A Clockwork Orange, The Potthouse, Cathedral Quarter Festival, Belfast: From the picturesque cobbled streets and courtyards of Belfast's Cathedral Quarter - where the annual arts festival is offering up new sights and sounds every day - Rawlife Theatre Company invites the unsuspecting to step into Anthony Burgess's unforgiving dystopian world, where everything is as bad as it can be.
Writer/director Martin McSharry has made inventive use of the glass and steel post-modern environment of this uber-trendy bar, built on the 17th-century site of the city's first pottery. He has, however, given himself a tricky task in assembling a cast of 15, capable of portraying the nihilistic menace and violence of gang leader Alex and his doped-up acolytes, as well the local community which lives in terror of them. The difficulties are further exacerbated by the uncomfortable fusion of the Belfast vernacular with the whining estuary English rhythms of the gang's own impenetrable argot.
But in Martin McCann as his narrator and protagonist, he has chosen one of the most engaging and gifted young actors to have emerged from the North in a long time. With his soft voice, face and manner, McCann stamps his own deceptively sweet presence onto the character of the appalling Alex, who loves nothing more than a shot of Beethoven and Shakespeare before committing an act of sickening depravity. Daire Cunningham is a cruelly glinting Georgie, Lyn Harris a disarmingly attractive psychiatrist and the always excellent Jo Donnelly a potentially sadistic chief shrink. The packed audience in this terrific venue voted with its feet to a one-off experience by an enterprising young company. - Jane Coyle
****
Sonorities Festival of Contemporary Music, Queen's University Belfast: Traditional acoustic music derives, however distantly, from song and dance; electro-acoustic music presents electronically generated sound and natural sound as aesthetic objects. If acoustic music involves the feelings, electro-acoustic music inclines us to contemplation, especially when one is sitting in a darkened studio, with little in the way of visible performance apart from the silhouetted figure of the sound diffuser bent over his instrument panel. In today's overstimulated world, the results can be so refreshing, cleansing the ears and enabling us to hear the everyday world differently.

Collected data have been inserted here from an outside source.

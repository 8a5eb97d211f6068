//! Payment reduction to journal lines.
//!
//! A payment reduces to a debit of cash against credits of the
//! receivable control account, one per validated allocation. The
//! unapplied remainder, if any, credits a dedicated account so the
//! posting always balances against the full payment amount.

use chrono::NaiveDate;
use rust_decimal::Decimal;
use serde::{Deserialize, Serialize};

use tally_shared::types::{AccountId, JournalId, Money, PaymentId, TenantId, UserId};

use crate::allocation::{AllocationValidation, PaymentAllocation};
use crate::journal::{Journal, JournalLine, JournalStatus, JournalType};

use super::error::DocumentError;

/// Accounts a payment posts against.
#[derive(Debug, Clone, Copy, Serialize, Deserialize)]
pub struct PaymentAccounts {
    /// Cash or bank account receiving the funds.
    pub cash: AccountId,
    /// Receivable control account relieved by the allocations.
    pub receivable: AccountId,
    /// Liability account holding any unapplied remainder.
    pub unapplied: AccountId,
}

/// A customer payment applied against invoices.
#[derive(Debug, Clone, Serialize, Deserialize)]
pub struct Payment {
    /// Unique identifier.
    pub id: PaymentId,
    /// Owning tenant.
    pub tenant_id: TenantId,
    /// The payment date.
    pub payment_date: NaiveDate,
    /// The amount received.
    pub amount: Money,
    /// Exchange rate to the tenant's base currency.
    pub exchange_rate: Decimal,
    /// Workflow status; payments follow the journal lifecycle.
    pub status: JournalStatus,
    /// Who recorded the payment.
    pub created_by: UserId,
    /// How the payment is applied across invoices.
    pub allocations: Vec<PaymentAllocation>,
}

impl Payment {
    /// Reduce the payment to balanced journal lines.
    ///
    /// Requires the [`AllocationValidation`] produced by a successful
    /// allocation check for this payment, so unvalidated allocation sets
    /// cannot reach the journal pipeline.
    ///
    /// # Errors
    ///
    /// Returns a [`DocumentError`] for a non-positive payment amount or
    /// failed arithmetic.
    pub fn to_journal_lines(
        &self,
        accounts: PaymentAccounts,
        validation: &AllocationValidation,
    ) -> Result<Vec<JournalLine>, DocumentError> {
        if !self.amount.is_positive() {
            return Err(DocumentError::NonPositivePayment);
        }

        let mut lines = Vec::with_capacity(self.allocations.len() + 2);
        lines.push(JournalLine::debit(1, accounts.cash, self.amount));

        let mut line_number = 2;
        for allocation in &self.allocations {
            lines.push(JournalLine::credit(
                line_number,
                accounts.receivable,
                allocation.amount,
            ));
            line_number += 1;
        }

        if validation.remaining_amount.is_positive() {
            lines.push(JournalLine::credit(
                line_number,
                accounts.unapplied,
                validation.remaining_amount,
            ));
        }
        Ok(lines)
    }

    /// Build the draft journal this payment posts through.
    ///
    /// # Errors
    ///
    /// See [`Payment::to_journal_lines`].
    pub fn to_draft_journal(
        &self,
        accounts: PaymentAccounts,
        validation: &AllocationValidation,
    ) -> Result<Journal, DocumentError> {
        let lines = self.to_journal_lines(accounts, validation)?;
        Ok(Journal {
            id: JournalId::new(),
            tenant_id: self.tenant_id,
            journal_type: JournalType::Receipt,
            transaction_date: self.payment_date,
            posting_date: None,
            currency: self.amount.currency(),
            exchange_rate: self.exchange_rate,
            description: format!("Payment {}", self.id),
            status: JournalStatus::Draft,
            created_by: self.created_by,
            lines,
        })
    }
}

Paris-born veteran Luc Ferrari, a pioneer of musique concrete in the 1950s, began his deceptively simple but somehow fascinating "Presque rien" series, based on recordings of live sounds, in 1970. The third of the series, Presque rien avec filles (1989), gives a snapshot of picnicking girls in Italy and France, while Presque rien No 4 (1990-1998) combines natural sound recorded by Ferrari in the Italian village of Vintimille with unrelated material, some of it purely "musical". In the more heterogeneous Saliceburry cocktail the naturally timeless quality found in so much electro-acoustic music, however active it may be on the surface, is challenged by vaguely Latin-American cocktail-shaker rhythms.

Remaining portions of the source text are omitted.